Last week I had the honor of attending a really amazing training on racism and how harmful racism is to everyone. I started the training both excited and nervous, knowing I would be pushed and challenged.
For the first several hours, I felt pretty comfortable. The discussions at this point reminded me of the women’s studies and sociology undergrad courses that pushed me to face my whiteness, my own racism and the privilege being white gives me in an incredibly racist society. Side note – isn’t it kind of sad that you are more likely (if you’re white) to learn about white privilege if you’re a privileged white person who can go to college and choose to take classes there that actually interest you? Anyways as the discussion reminded me of my initial, formal education on white privilege, I felt grateful because though I reacted quite arrogantly at the time, I was only 18 when I first began to face this reality and I started being accountable for my privilege at a relatively young age.

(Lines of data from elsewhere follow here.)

//! Graph codec
//!
//! `from_graph` reads one instance off a data graph: type recognition
//! unless skipped, per-field extraction along the declared path, value
//! conversion per the resolved field type. Values outside an enumerated
//! or fixed constraint are skipped, never an error; a required field with
//! nothing left raises `MissingRequiredValue`.
//!
//! `to_graph` writes one statement per present value, rdf:first/rest
//! cells for lists, fresh sub-resources for nested objects, and omits
//! values equal to the declared default. Only plain and inverse predicate
//! paths are writable; sequence and alternative paths are read-only.

use crate::error::{CodecError, Result};
use crate::mint::identifier_of;
use crate::value::{FieldValue, Instance, Value};
use shapegen_graph_ir::{DecodeError, Graph, Term};
use shapegen_model::{ObjectModel, ObjectProperty, ObjectType, UnionType};
use shapegen_shapes::{PropertyPath, PropertyType, PropertyTypeKind};
use shapegen_vocab::rdf;
use uuid::Uuid;

/// Decode one instance from a graph resource
///
/// With `check_type` set, a type recognized via `gen:fromRdfType` (or the
/// shape's own IRI) must be declared on the subject.
pub fn from_graph(
    model: &ObjectModel,
    ty: &ObjectType,
    graph: &Graph,
    subject: &Term,
    check_type: bool,
) -> Result<Instance> {
    crate::ensure_feature(ty, shapegen_shapes::Feature::Graph)?;
    if check_type {
        if let Some(expected) = &ty.from_rdf_type {
            let declared = graph
                .objects_of(subject, rdf::TYPE)
                .any(|t| t.as_iri() == Some(expected.as_str()));
            if !declared {
                return Err(CodecError::Decode(DecodeError::UnexpectedType {
                    subject: subject.to_string(),
                    expected: expected.clone(),
                }));
            }
        }
    }

    let mut instance = Instance::with_id(&ty.name, subject.clone());
    for prop in &ty.properties {
        let field = decode_field(model, graph, subject, prop)?;
        match field {
            FieldValue::Absent => {
                if prop.ty.cardinality.requires_value() {
                    return Err(CodecError::Decode(DecodeError::MissingRequiredValue {
                        subject: subject.to_string(),
                        predicate: prop.path.to_sparql(),
                    }));
                }
            }
            FieldValue::One(v) => instance.set(prop.name.clone(), v),
            FieldValue::Many(vs) => instance.set_many(prop.name.clone(), vs),
        }
    }
    Ok(instance)
}

/// Decode a union subject by trying members in declaration order
///
/// The first member that accepts wins; when none does, the last member's
/// error propagates inside the report.
pub fn union_from_graph(
    model: &ObjectModel,
    union: &UnionType,
    graph: &Graph,
    subject: &Term,
) -> Result<Instance> {
    let mut last: Option<CodecError> = None;
    for member in &union.members {
        let Some(ty) = model.object_type_for_shape(&member.shape_id) else {
            last = Some(CodecError::UnknownObjectType {
                name: member.tag.clone(),
            });
            continue;
        };
        match from_graph(model, ty, graph, subject, true) {
            Ok(instance) => return Ok(instance),
            Err(e) => {
                tracing::debug!(member = %member.tag, error = %e, "union member rejected");
                last = Some(e);
            }
        }
    }
    Err(CodecError::NoUnionMatch {
        union: union.name.clone(),
        last: Box::new(last.unwrap_or_else(|| CodecError::UnknownObjectType {
            name: union.name.clone(),
        })),
    })
}

fn decode_field(
    model: &ObjectModel,
    graph: &Graph,
    subject: &Term,
    prop: &ObjectProperty,
) -> Result<FieldValue> {
    let terms = terms_for_path(graph, subject, &prop.path);

    let mut values = Vec::new();
    for term in &terms {
        if let Some(v) = decode_value(model, graph, &prop.ty, term)? {
            values.push(v);
        }
        // Single-valued fields take the first acceptable statement
        if !prop.ty.cardinality.is_collection() && !values.is_empty() {
            break;
        }
    }

    if values.is_empty() {
        if let Some(default) = &prop.ty.default_value {
            values.push(Value::from_term(default));
        }
    }

    Ok(if values.is_empty() {
        FieldValue::Absent
    } else if prop.ty.cardinality.is_collection() {
        FieldValue::Many(values)
    } else {
        FieldValue::One(values.remove(0))
    })
}

/// Convert one graph term per the field type; `None` means the statement
/// is not acceptable and the next one should be tried
fn decode_value(
    model: &ObjectModel,
    graph: &Graph,
    ty: &PropertyType,
    term: &Term,
) -> Result<Option<Value>> {
    if let Some(fixed) = &ty.fixed_value {
        if term != fixed {
            return Ok(None);
        }
    }
    decode_kind(model, graph, &ty.kind, term)
}

fn decode_kind(
    model: &ObjectModel,
    graph: &Graph,
    kind: &PropertyTypeKind,
    term: &Term,
) -> Result<Option<Value>> {
    match kind {
        PropertyTypeKind::Primitive(p) => {
            if !term.is_literal() {
                return Ok(None);
            }
            let raw = Value::from_term(term);
            // A mismatched datatype skips the statement
            Ok(crate::construct::coerce_primitive_lenient(p, raw))
        }
        PropertyTypeKind::LiteralTerm => {
            if term.is_literal() {
                Ok(Some(Value::from_term(term)))
            } else {
                Ok(None)
            }
        }
        PropertyTypeKind::IriTerm { enumerated } => {
            if !term.is_identifier() {
                return Ok(None);
            }
            if let Some(allowed) = enumerated {
                if !allowed.contains(term) {
                    return Ok(None);
                }
            }
            Ok(Some(Value::from_term(term)))
        }
        PropertyTypeKind::EnumValue { allowed } => {
            if allowed.contains(term) {
                Ok(Some(Value::from_term(term)))
            } else {
                Ok(None)
            }
        }
        PropertyTypeKind::ObjectReference { target, is_extern } => {
            if !term.is_identifier() {
                return Ok(None);
            }
            if *is_extern {
                return Ok(Some(Value::from_term(term)));
            }
            let nested_ty = match model.object_type_for_shape(target) {
                Some(t) => t,
                // Abstract target: recognize the concrete type from the
                // node's declared rdf:type
                None => match recognize(model, graph, term) {
                    Some(t) => t,
                    None => return Ok(Some(Value::from_term(term))),
                },
            };
            let nested = from_graph(model, nested_ty, graph, term, false)?;
            Ok(Some(Value::Object(nested)))
        }
        PropertyTypeKind::Union { members } => {
            for member in members {
                if let Some(v) = decode_kind(model, graph, &member.kind, term)? {
                    return Ok(Some(v));
                }
            }
            Ok(None)
        }
        PropertyTypeKind::List(element) => {
            let mut items = Vec::new();
            let mut cursor = term.clone();
            // Bounded walk mirrors the graph reader's list guard
            for _ in 0..10_000 {
                if cursor.as_iri() == Some(rdf::NIL) {
                    return Ok(Some(Value::List(items)));
                }
                let first = graph.objects_of(&cursor, rdf::FIRST).next().cloned();
                if let Some(first) = first {
                    if let Some(v) = decode_value(model, graph, element, &first)? {
                        items.push(v);
                    }
                }
                let rest = graph.objects_of(&cursor, rdf::REST).next().cloned();
                match rest {
                    Some(rest) => cursor = rest,
                    None => return Ok(Some(Value::List(items))),
                }
            }
            Ok(Some(Value::List(items)))
        }
    }
}

/// Find the object type declared on a node via rdf:type
fn recognize<'m>(model: &'m ObjectModel, graph: &Graph, subject: &Term) -> Option<&'m ObjectType> {
    graph
        .objects_of(subject, rdf::TYPE)
        .filter_map(Term::as_iri)
        .find_map(|iri| model.object_type_for_rdf_type(iri))
}

/// Collect candidate value terms along a property path, graph order
fn terms_for_path(graph: &Graph, subject: &Term, path: &PropertyPath) -> Vec<Term> {
    match path {
        PropertyPath::Predicate(p) => graph.objects_of(subject, p).cloned().collect(),
        PropertyPath::Inverse(inner) => match inner.as_ref() {
            PropertyPath::Predicate(p) => graph
                .iter()
                .filter(|t| t.p.as_iri() == Some(p.as_str()) && &t.o == subject)
                .map(|t| t.s.clone())
                .collect(),
            _ => Vec::new(),
        },
        PropertyPath::Sequence(steps) => {
            let mut frontier = vec![subject.clone()];
            for step in steps {
                let mut next = Vec::new();
                for node in &frontier {
                    next.extend(terms_for_path(graph, node, step));
                }
                frontier = next;
            }
            frontier
        }
        PropertyPath::Alternative(alts) => alts
            .iter()
            .flat_map(|alt| terms_for_path(graph, subject, alt))
            .collect(),
    }
}

/// Encode one instance into the graph, returning its subject term
///
/// Declared type statements are written unless `emit_types` is false.
pub fn to_graph(
    model: &ObjectModel,
    ty: &ObjectType,
    instance: &mut Instance,
    graph: &mut Graph,
    emit_types: bool,
) -> Result<Term> {
    crate::ensure_feature(ty, shapegen_shapes::Feature::Graph)?;
    let id = identifier_of(model, ty, instance)?;

    if emit_types {
        for type_iri in &ty.to_rdf_types {
            graph.add_triple(id.clone(), Term::iri(rdf::TYPE), Term::iri(type_iri));
        }
    }

    for prop in &ty.properties {
        let field = instance.get(&prop.name).clone();
        let values = field.as_slice();
        if values.is_empty() {
            continue;
        }
        // Values equal to the declared default are not written
        let default = prop.ty.default_value.as_ref().map(Value::from_term);
        let (forward, predicate) = match &prop.path {
            PropertyPath::Predicate(p) => (true, p.clone()),
            PropertyPath::Inverse(inner) => match inner.as_ref() {
                PropertyPath::Predicate(p) => (false, p.clone()),
                _ => continue,
            },
            _ => continue,
        };
        for value in values {
            if default.as_ref() == Some(value) {
                continue;
            }
            let object = encode_value(model, value, graph)?;
            if forward {
                graph.add_triple(id.clone(), Term::iri(&predicate), object);
            } else {
                graph.add_triple(object, Term::iri(&predicate), id.clone());
            }
        }
    }
    Ok(id)
}

fn encode_value(model: &ObjectModel, value: &Value, graph: &mut Graph) -> Result<Term> {
    match value {
        Value::Object(nested) => {
            let nested_ty = model.object_type(nested.type_name()).ok_or_else(|| {
                CodecError::UnknownObjectType {
                    name: nested.type_name().to_string(),
                }
            })?;
            let mut nested = nested.clone();
            to_graph(model, nested_ty, &mut nested, graph, true)
        }
        Value::List(items) => {
            if items.is_empty() {
                return Ok(Term::iri(rdf::NIL));
            }
            let head = fresh_cell();
            let mut cursor = head.clone();
            for (i, item) in items.iter().enumerate() {
                let object = encode_value(model, item, graph)?;
                graph.add_triple(cursor.clone(), Term::iri(rdf::FIRST), object);
                let rest = if i + 1 == items.len() {
                    Term::iri(rdf::NIL)
                } else {
                    fresh_cell()
                };
                graph.add_triple(cursor.clone(), Term::iri(rdf::REST), rest.clone());
                cursor = rest;
            }
            Ok(head)
        }
        other => other.to_term().ok_or_else(|| CodecError::CoercionFailed {
            object: String::new(),
            field: String::new(),
            expected: "term".to_string(),
            actual: other.to_string(),
        }),
    }
}

fn fresh_cell() -> Term {
    Term::blank(format!("gen-{}", Uuid::new_v4().simple()))
}
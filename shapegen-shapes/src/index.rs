//! Shape index and inheritance resolver
//!
//! One pass over the shapes graph builds the graph-wide lookup table
//! (identifier → shape) and an explicit, immutable adjacency table for
//! the class hierarchy: parents/children one level, ancestors/descendants
//! transitively. Resolvers take the index by reference; nothing is
//! recomputed per call.
//!
//! A cycle in the inheritance graph is a programmer error in the schema
//! and aborts compilation.

use crate::loader::{
    ConstraintBag, NodeShapeRecord, OntologyRecord, PropertyGroupRecord, PropertyShapeRecord,
};
use crate::semantics::NodeShapeView;
use crate::{Result, ShapeError};
use rustc_hash::FxHashMap;
use shapegen_graph_ir::{Graph, Term};
use shapegen_vocab::{owl, sh};

/// Graph-wide shape lookup and inheritance closure
#[derive(Debug, Default)]
pub struct ShapeIndex {
    /// Node shape identifiers in declaration order
    order: Vec<Term>,
    node_shapes: FxHashMap<Term, NodeShapeRecord>,
    property_shapes: FxHashMap<Term, PropertyShapeRecord>,
    /// Constraint bags for anonymous logical-combinator members
    member_bags: FxHashMap<Term, ConstraintBag>,
    ontologies: Vec<OntologyRecord>,
    groups: FxHashMap<Term, PropertyGroupRecord>,
    parents: FxHashMap<Term, Vec<Term>>,
    children: FxHashMap<Term, Vec<Term>>,
    /// Transitive ancestors, nearest first
    ancestors: FxHashMap<Term, Vec<Term>>,
    /// Transitive descendants, nearest first
    descendants: FxHashMap<Term, Vec<Term>>,
}

impl ShapeIndex {
    /// Load every shape resource in the graph and resolve inheritance
    pub fn load(graph: &Graph) -> Result<Self> {
        let mut index = ShapeIndex::default();

        // First pass: explicitly typed resources, in declaration order
        for subject in graph.subjects() {
            let r = graph.resource(subject.clone());
            if r.is_instance_of(sh::NODE_SHAPE) {
                let record = NodeShapeRecord::from_resource(&r, true)?;
                index.order.push(subject.clone());
                index.node_shapes.insert(subject.clone(), record);
            } else if r.is_instance_of(sh::PROPERTY_SHAPE) {
                let record = PropertyShapeRecord::from_resource(&r, true)?;
                index.property_shapes.insert(subject.clone(), record);
            } else if r.is_instance_of(owl::ONTOLOGY) {
                index.ontologies.push(OntologyRecord::from_resource(&r, true)?);
            } else if r.is_instance_of(sh::PROPERTY_GROUP) {
                index
                    .groups
                    .insert(subject.clone(), PropertyGroupRecord::from_resource(&r, true)?);
            }
        }

        // Second pass: untyped property shapes referenced via sh:property
        // (typically blank nodes), and anonymous logical members.
        let referenced: Vec<Term> = index
            .node_shapes
            .values()
            .flat_map(|ns| ns.property_shape_ids.iter().cloned())
            .collect();
        for id in referenced {
            if !index.property_shapes.contains_key(&id) {
                let r = graph.resource(id.clone());
                let record = PropertyShapeRecord::from_resource(&r, false)?;
                index.property_shapes.insert(id, record);
            }
        }
        let member_ids: Vec<Term> = index
            .node_shapes
            .values()
            .map(|ns| &ns.constraints)
            .chain(index.property_shapes.values().map(|ps| &ps.constraints))
            .flat_map(|bag| {
                bag.or
                    .iter()
                    .chain(bag.xone.iter())
                    .chain(bag.and.iter())
                    .chain(bag.not.iter())
                    .cloned()
                    .collect::<Vec<_>>()
            })
            .collect();
        for id in member_ids {
            if !index.node_shapes.contains_key(&id)
                && !index.property_shapes.contains_key(&id)
                && !index.member_bags.contains_key(&id)
            {
                let r = graph.resource(id.clone());
                let bag = ConstraintBag::from_resource(&r)?;
                index.member_bags.insert(id, bag);
            }
        }

        index.build_hierarchy()?;

        tracing::debug!(
            node_shapes = index.node_shapes.len(),
            property_shapes = index.property_shapes.len(),
            ontologies = index.ontologies.len(),
            "shape index built"
        );

        Ok(index)
    }

    /// Collect is-a edges and compute the transitive closure
    fn build_hierarchy(&mut self) -> Result<()> {
        for id in &self.order {
            let record = &self.node_shapes[id];
            let mut parents = Vec::new();
            for class_iri in &record.sub_class_of {
                let parent = Term::iri(class_iri);
                if self.node_shapes.contains_key(&parent) && !parents.contains(&parent) {
                    parents.push(parent);
                }
            }
            for node_ref in &record.constraints.node {
                if self.node_shapes.contains_key(node_ref) && !parents.contains(node_ref) {
                    parents.push(node_ref.clone());
                }
            }
            for parent in &parents {
                self.children
                    .entry(parent.clone())
                    .or_default()
                    .push(id.clone());
            }
            self.parents.insert(id.clone(), parents);
        }

        // Cycle check: DFS with in-stack marking
        let mut state: FxHashMap<Term, u8> = FxHashMap::default();
        for id in &self.order {
            self.check_cycles(id, &mut state, &mut Vec::new())?;
        }

        // Transitive closures: BFS, nearest first, first-seen dedup
        for id in &self.order {
            let up = Self::closure(id, &self.parents);
            let down = Self::closure(id, &self.children);
            self.ancestors.insert(id.clone(), up);
            self.descendants.insert(id.clone(), down);
        }
        Ok(())
    }

    fn check_cycles(
        &self,
        id: &Term,
        state: &mut FxHashMap<Term, u8>,
        path: &mut Vec<Term>,
    ) -> Result<()> {
        match state.get(id) {
            Some(2) => return Ok(()),
            Some(1) => {
                let cycle = path
                    .iter()
                    .chain(std::iter::once(id))
                    .map(|t| t.to_string())
                    .collect::<Vec<_>>()
                    .join(" -> ");
                return Err(ShapeError::CircularInheritance {
                    shape: id.to_string(),
                    cycle,
                });
            }
            _ => {}
        }
        state.insert(id.clone(), 1);
        path.push(id.clone());
        if let Some(parents) = self.parents.get(id) {
            for parent in parents {
                self.check_cycles(parent, state, path)?;
            }
        }
        path.pop();
        state.insert(id.clone(), 2);
        Ok(())
    }

    fn closure(id: &Term, edges: &FxHashMap<Term, Vec<Term>>) -> Vec<Term> {
        let mut out = Vec::new();
        let mut queue: Vec<&Term> = edges.get(id).map(|v| v.iter().collect()).unwrap_or_default();
        let mut cursor = 0;
        while cursor < queue.len() {
            let current = queue[cursor];
            cursor += 1;
            if out.contains(current) {
                continue;
            }
            out.push(current.clone());
            if let Some(next) = edges.get(current) {
                queue.extend(next.iter());
            }
        }
        out
    }

    /// Node shape by identifier
    pub fn node_shape(&self, id: &Term) -> Option<&NodeShapeRecord> {
        self.node_shapes.get(id)
    }

    /// Property shape by identifier
    pub fn property_shape(&self, id: &Term) -> Option<&PropertyShapeRecord> {
        self.property_shapes.get(id)
    }

    /// Constraint bag for any shape identifier, whether it was loaded as a
    /// node shape, a property shape, or an anonymous logical member
    pub fn constraint_bag(&self, id: &Term) -> Option<&ConstraintBag> {
        self.node_shapes
            .get(id)
            .map(|ns| &ns.constraints)
            .or_else(|| self.property_shapes.get(id).map(|ps| &ps.constraints))
            .or_else(|| self.member_bags.get(id))
    }

    /// Node shapes in declaration order
    pub fn node_shapes(&self) -> impl Iterator<Item = &NodeShapeRecord> {
        self.order.iter().map(|id| &self.node_shapes[id])
    }

    /// Node shape identifiers in declaration order
    pub fn node_shape_order(&self) -> &[Term] {
        &self.order
    }

    /// Loaded ontologies, in declaration order; the first one supplies
    /// graph-wide defaults
    pub fn ontologies(&self) -> &[OntologyRecord] {
        &self.ontologies
    }

    /// Property group by identifier
    pub fn group(&self, id: &Term) -> Option<&PropertyGroupRecord> {
        self.groups.get(id)
    }

    /// Direct parents (one level), declaration order
    pub fn parents(&self, id: &Term) -> &[Term] {
        self.parents.get(id).map(Vec::as_slice).unwrap_or(&[])
    }

    /// Direct children (one level), declaration order
    pub fn children(&self, id: &Term) -> &[Term] {
        self.children.get(id).map(Vec::as_slice).unwrap_or(&[])
    }

    /// Transitive ancestors, nearest first
    pub fn ancestors(&self, id: &Term) -> &[Term] {
        self.ancestors.get(id).map(Vec::as_slice).unwrap_or(&[])
    }

    /// Transitive descendants, nearest first
    pub fn descendants(&self, id: &Term) -> &[Term] {
        self.descendants.get(id).map(Vec::as_slice).unwrap_or(&[])
    }

    /// Semantic view of a node shape
    pub fn view(&self, id: &Term) -> Option<NodeShapeView<'_>> {
        self.node_shapes
            .get(id)
            .map(|record| NodeShapeView::new(self, record))
    }
}

#[cfg(test)]
mod tests {
    use super::*;
    use shapegen_vocab::{rdf, rdfs};

    fn class_shape(g: &mut Graph, iri: &str, parent: Option<&str>) {
        let s = Term::iri(iri);
        g.add_triple(s.clone(), Term::iri(rdf::TYPE), Term::iri(sh::NODE_SHAPE));
        g.add_triple(s.clone(), Term::iri(rdf::TYPE), Term::iri(rdfs::CLASS));
        if let Some(p) = parent {
            g.add_triple(s, Term::iri(rdfs::SUB_CLASS_OF), Term::iri(p));
        }
    }

    #[test]
    fn test_hierarchy_closure() {
        let mut g = Graph::new();
        class_shape(&mut g, "http://example.org/A", None);
        class_shape(&mut g, "http://example.org/B", Some("http://example.org/A"));
        class_shape(&mut g, "http://example.org/C", Some("http://example.org/B"));
        let index = ShapeIndex::load(&g).unwrap();

        let c = Term::iri("http://example.org/C");
        let ancestors: Vec<_> = index.ancestors(&c).iter().map(|t| t.to_string()).collect();
        assert_eq!(
            ancestors,
            vec!["<http://example.org/B>", "<http://example.org/A>"]
        );

        let a = Term::iri("http://example.org/A");
        assert_eq!(index.children(&a).len(), 1);
        assert_eq!(index.descendants(&a).len(), 2);
    }

    #[test]
    fn test_inheritance_cycle_is_fatal() {
        let mut g = Graph::new();
        class_shape(&mut g, "http://example.org/A", Some("http://example.org/B"));
        class_shape(&mut g, "http://example.org/B", Some("http://example.org/A"));
        let err = ShapeIndex::load(&g).unwrap_err();
        match err {
            ShapeError::CircularInheritance { cycle, .. } => {
                assert!(cycle.contains("http://example.org/A"));
                assert!(cycle.contains("http://example.org/B"));
            }
            other => panic!("expected cycle error, got {other}"),
        }
    }

    #[test]
    fn test_declaration_order_preserved() {
        let mut g = Graph::new();
        class_shape(&mut g, "http://example.org/Z", None);
        class_shape(&mut g, "http://example.org/A", None);
        let index = ShapeIndex::load(&g).unwrap();
        let order: Vec<_> = index
            .node_shapes()
            .map(|ns| ns.identifier.to_string())
            .collect();
        assert_eq!(order, vec!["<http://example.org/Z>", "<http://example.org/A>"]);
    }
}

Anyways, so the training went on and then out of nowhere (or at least it felt out of nowhere), sh*t got real. And I started to feel uncomfortable and defensive. I started to focus on the gender dynamics in the room and sexism in general. I kept thinking ‘Well I don’t know if what the facilitators are saying is right because I feel this way and hey, look at that example of male privilege!’ All the while, somewhere in the back of my mind, a little voice was saying, “Hey, I’m just getting defensive so this is probably my white privilege talking and how much am I acting like I’m-white-so-I’m-right right now?!” So I listened to that voice …but then I felt myself in this mental tug-of-war where there could only be one right, i.e., what the instructor was saying was right or what I was thinking was right. There had to be a right answer and only one right answer.
Thankfully, after some time, another little voice in my head said, “Whooaaa, just sit with this. This discomfort and lack of certainty is powerful and important.” I started listening to this voice instead. I sat with my discomfort and I realized that there often aren’t wrong or right answers or perspectives in life. I realized/remembered that two seemingly opposing views may not actually be opposing and may actually both be valid. Life isn’t a contest that’s about who’s right and who’s wrong but my whiteness will certainly make me think that’s how life works.
My white-so-I’m-right or I’m-white-so-who’s-right thoughts aren’t accurate. I haven’t come up with a conclusion on my internal, mental battle on who was right, me or the trainers. There’s no reason that both the trainers’ experiences with racism are valid and my experiences with misogyny are valid. But all these thoughts of mine were coming up during a racism training, not a sexism or other oppression training. So I am trying not to focus on that too much because it’s all a bunch of nonsense anyways. Instead, I am sitting with the idea that there may not be a “right” in this situation and that there may not be a “conclusion” and that’s okay, even if it makes me feel weird and uncomfortable.
My privilege and my arrogance didn’t disappear. They continued to surface as the training went on and manifested in rigid-thinking and a belief that I must be right. Or at least someone must be right. But after pushing myself to sit with the discomfort, I tried to check those thoughts as they came up. My thoughts on gender and sexism have a time and place but the racism training is not the right place to focus on them. If I focused on them during the training, I would have been feeding my privilege and not holding myself accountable for the racism that lives in me. And most importantly, if i focused on those thoughts, I missed so, so much. The racism training was amazing and informative and important and I needed to listen and to hear what was being said by people with lived experiences of racial oppression. Again, the training wasn’t about me or my experiences with patriarchy. And that’s okay, and in fact it’s a good thing.
So I was able to listen and to hear for the rest of the training. And you know what? Because I did this, I had an amazing experience. The people facilitating the training were such a wealth of information and so inspiring and it was truly an honor to have them share their experiences with me. I pushed myself to focus on that, rather than focus on myself. I also pushed myself to ignore those dichotomous thoughts of right and wrong that kept springing up and instead to sit with the notion that one view is better than the other is untrue. As I kept pushing myself to do this, I began to feel free and lighter. Later on, I remembered reading one of my favorite books, The Spirit Catches You and You Fall Down because reading this book was the first time I really understood that there can be more than one “right” way or answer. There’s a part in the book when the author talks about pulling skills and knowledge from both Eastern Civilization and Western Civilization because neither one is “perfect” or all bad. In other words, life is set up to be a zero-sum game but the reality is life and humanity do not work like this. As I read this, my stay-within-the-lines, standardized-testing socialization was completely countered and I experienced this trippy phenomenon of seeing everything so differently than before but in a way that made so much sense.
The truth is that unless I go to trainings like this, I forget this way of seeing the world. I forget it because I’m white and because I’m privileged and because so much of my existence is constantly validated that I don’t even have to think about it. Of course, the other option is for me to make sure that I don’t forget – whether I’m going to trainings or not. Because this view is important. And because white supremacy and white-dominant culture are oppressive – even to those who benefit from it. And breaking free of the rigidity and dehumanizing ways of racist, white dominant culture is a great, great thing for everyone.